The Inquisition was its own dominion of judgement, a state within a state, answerable to no one other than the Pope, the Crown and its own array of imposing bureaucratic regulations. As well as the inquisitors and those who staffed the tribunals of interrogation, a huge array of 'familiars', who were responsible for handling the bureaucratic work that oiled the machinery of terror. So many carefully considered regulations surrounded the application of torture, for example, that those who oversaw it constituted the first systematically organised bureaucracy of pain. The Inquisition even had its own miniature armies of protection and intimidation. The Inquisitor General Tomas de Torquemada never travelled anywhere without his own army of horsemen, especially after an inquisitor had been murdered in Saragossa Cathedral by a desperate group of 'conversos'. Notoriously, virtually unlimited powers of torture were granted to extract 'full' confessions from those suspected of relapsing or, worse, those who were impenitent, active Judaisers. Thus the snooping state made its way into history: servants, family members, neighbours frightened and cajoled into becoming informers and spies. Even in monasteries and convents, monks and nuns would report on brothers and sisters whom they suspected of looking down when the Host was raised, stumbling over the Paternoster or Ave Maria and saying who knew what in the solitude of their cells. Yirimiyahu Yovel is right to see in this the germ of a modern malevolent modern institution rather than a medieval relic. It was indeed something fresh in its inhumanity.

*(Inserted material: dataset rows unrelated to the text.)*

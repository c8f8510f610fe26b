//! Prelude module for convenient error handling imports.
//!
//! # Example
//!
//! ```
//! use dcmotor_errors::prelude::*;
//! use dcmotor_errors::validate_range;
//!
//! fn check_limit(current_limit: f32) -> MotorResult<()> {
//!     validate_range!("current_limit", current_limit, 0.0_f32, 10.0_f32);
//!     Ok(())
//! }
//!
//! assert!(check_limit(0.8).is_ok());
//! assert!(check_limit(12.0).is_err());
//! ```

pub use crate::{
    MotorResult,
    common::{ErrorSeverity, MotorError},
    config::ConfigError,
};

/// Return early with an out of range error when a value leaves `[min, max]`.
///
/// NaN never satisfies the range check and is reported as out of range.
#[macro_export]
macro_rules! validate_range {
    ($field:expr, $value:expr, $min:expr, $max:expr) => {
        if !($value >= $min && $value <= $max) {
            return Err($crate::ConfigError::out_of_range($field, $value, $min, $max).into());
        }
    };
}

/// Return early with a non-finite error when a float is NaN or infinite.
#[macro_export]
macro_rules! validate_finite {
    ($field:expr, $value:expr) => {
        if !$value.is_finite() {
            return Err($crate::ConfigError::non_finite($field).into());
        }
    };
}

#[cfg(test)]
mod tests {
    use super::*;

    #[test]
    fn test_validate_range_macro() {
        fn check(value: f32) -> MotorResult<()> {
            validate_range!("cutoff_hz", value, 0.01_f32, 10_000.0_f32);
            Ok(())
        }
        assert!(check(2.5).is_ok());
        assert!(check(0.0).is_err());
        assert!(check(f32::NAN).is_err());
    }

    #[test]
    fn test_validate_finite_macro() {
        fn check(value: f32) -> MotorResult<()> {
            validate_finite!("kp", value);
            Ok(())
        }
        assert!(check(1.2).is_ok());
        assert!(matches!(
            check(f32::INFINITY),
            Err(MotorError::Config(ConfigError::NonFinite { field: "kp" }))
        ));
    }
}
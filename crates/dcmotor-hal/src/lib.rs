//! # dcmotor-hal
//!
//! The hardware surface the DC motor controller needs, and nothing more:
//! two direction outputs, one PWM output, two encoder inputs, one current
//! sense ADC channel, and monotonic microsecond and millisecond clocks.
//!
//! - [`MotorHal`] is implemented once per board.
//! - [`SimulatedHal`] implements it in software for tests and host
//!   simulation (requires the `std` feature).
//!
//! ## Example
//!
//! ```rust
//! use dcmotor_hal::prelude::*;
//!
//! let mut hal = SimulatedHal::new();
//! hal.set_analog(AnalogInput::CurrentSense, 23);
//! hal.advance_ms(5);
//!
//! hal.write_digital(DigitalOutput::Direction1, Level::High);
//! hal.write_pwm(PwmOutput::Power, 128);
//!
//! assert_eq!(hal.read_analog(AnalogInput::CurrentSense), 23);
//! assert_eq!(hal.millis(), 5);
//! assert_eq!(hal.pwm_duty(PwmOutput::Power), 128);
//! ```

#![no_std]
#![deny(
    unsafe_op_in_unsafe_fn,
    clippy::unwrap_used,
    clippy::expect_used,
    clippy::panic,
    missing_docs,
    missing_debug_implementations
)]
#![cfg_attr(docsrs, feature(doc_cfg))]

#[cfg(feature = "std")]
extern crate std;

pub mod hal;
pub mod pins;
pub mod prelude;

#[cfg(feature = "std")]
#[cfg_attr(docsrs, doc(cfg(feature = "std")))]
pub mod simulated;

pub use hal::MotorHal;
pub use pins::{AnalogInput, DigitalInput, DigitalOutput, Level, PwmOutput};

#[cfg(feature = "std")]
pub use simulated::{DEFAULT_WRITE_LOG_LIMIT, HalWrite, SimulatedHal};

Simon Schama, The Story of the Jews, p. 405

Support for Yovel and Schama is found in Arendt's The Origins of Totalitarianism and in Foucault's account of the prison. The Inquisition may have been one of the first modern institutions, but the hospital, the prison, the asylum, concentration camps and extermination centres were to quickly follow. The religious and the anti-religious joined together in a barbaric assault on humanity.

Modern doesn't mean better.

And as Arendt and Foucault noticed, the sign of a truly modern institution is that it refuses to accept merely outward signs of conformity. It is not good enough that we seem to be fitting in - we must really fit in - and if not we must be remade orĀ destroyed.

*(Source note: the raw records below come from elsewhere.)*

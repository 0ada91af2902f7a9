// crates/cost-manager-probe/src/fixtures.rs
// ============================================================================
// Module: Fixtures
// Description: Test user, expense, and invalid variants derived from config.
// Purpose: Give every probe the same inputs for one run.
// Dependencies: cost-manager-contract, serde_json, time
// ============================================================================

//! ## Overview
//! [`Fixtures`] is built once per run from [`FixtureConfig`] and the current
//! UTC date. The expense carries today's year, month, and day so the monthly
//! report of the same date contains it.
//!
//! The costs service stamps its own date on a cost, so near midnight on the
//! last day of a month a service running in a non-UTC zone may file the
//! expense under a different month than the report query names. Runs in that
//! window should pin the date with [`crate::ConformanceSuite::with_today`].

use cost_manager_contract::Category;
use cost_manager_contract::CostSubmission;
use cost_manager_contract::NewUser;
use cost_manager_contract::ReportQuery;
use cost_manager_contract::UserIdField;
use serde_json::Map;
use serde_json::Value;
use time::Date;
use time::OffsetDateTime;

use crate::FixtureConfig;

/// Category no service accepts.
pub const INVALID_CATEGORY: &str = "other";

/// Inputs shared by the probes of one run.
#[derive(Debug, Clone, PartialEq)]
pub struct Fixtures {
    /// Test user.
    pub user: NewUser,
    /// Category of the expense.
    pub category: Category,
    /// Valid expense of the test user, dated today.
    pub expense: CostSubmission,
    /// Id that must not exist.
    pub unknown_user_id: u64,
    /// Date the run treats as today.
    pub today: Date,
}

impl Fixtures {
    /// Derives fixtures for `today`.
    #[must_use]
    pub fn new(config: &FixtureConfig, user_id_field: UserIdField, today: Date) -> Self {
        let user = NewUser {
            id: config.user_id,
            first_name: config.first_name.clone(),
            last_name: config.last_name.clone(),
            birthday: config.birthday.clone(),
        };
        let mut expense =
            CostSubmission::new(config.user_id, config.category, &config.description, config.sum);
        expense.user_id_field = user_id_field;
        expense.year = Some(today.year());
        expense.month = Some(u8::from(today.month()));
        expense.day = Some(today.day());
        Self {
            user,
            category: config.category,
            expense,
            unknown_user_id: config.unknown_user_id,
            today,
        }
    }

    /// Today's date in UTC.
    ///
    /// UTC is used instead of the local zone because the local offset cannot
    /// be read soundly once the async runtime has started its threads.
    #[must_use]
    pub fn today_utc() -> Date {
        OffsetDateTime::now_utc().date()
    }

    /// Report query for the test user and the current month.
    #[must_use]
    pub fn report_query(&self) -> ReportQuery {
        ReportQuery {
            id: self.user.id,
            year: self.today.year(),
            month: u8::from(self.today.month()),
        }
    }

    /// Cost body carrying only the user id.
    #[must_use]
    pub fn missing_fields_body(&self) -> Value {
        let mut body = Map::new();
        body.insert(self.expense.user_id_field.as_str().to_string(), Value::from(self.user.id));
        Value::Object(body)
    }

    /// The expense with a category outside the five.
    #[must_use]
    pub fn invalid_category(&self) -> CostSubmission {
        self.expense.with_category(INVALID_CATEGORY)
    }

    /// The expense attributed to [`Self::unknown_user_id`].
    #[must_use]
    pub fn unknown_user(&self) -> CostSubmission {
        self.expense.with_user_id(self.unknown_user_id)
    }

    /// A second expense whose description tells it apart in the report.
    #[must_use]
    pub fn chained_expense(&self) -> CostSubmission {
        let description = format!("{}-chained", self.expense.description);
        self.expense.with_description(&description)
    }
}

What is the connection between this modern desire to invade the inner private sphere of the mind and spirit and the growing conviction that no such sphere exists? It is almost as if the declining faith in metaphysics (not just Christian, but any deeper metaphysics) leaves us exposed to the most extreme outrages by those who seek control.

Materialism leaves us naked, ready to be herded hither and thither.

Perhaps the Inquisition was the first sign of our declining faith - no longer do we trust in the Holy Spirit and the judgement of Christ - we presume to act on their behalf.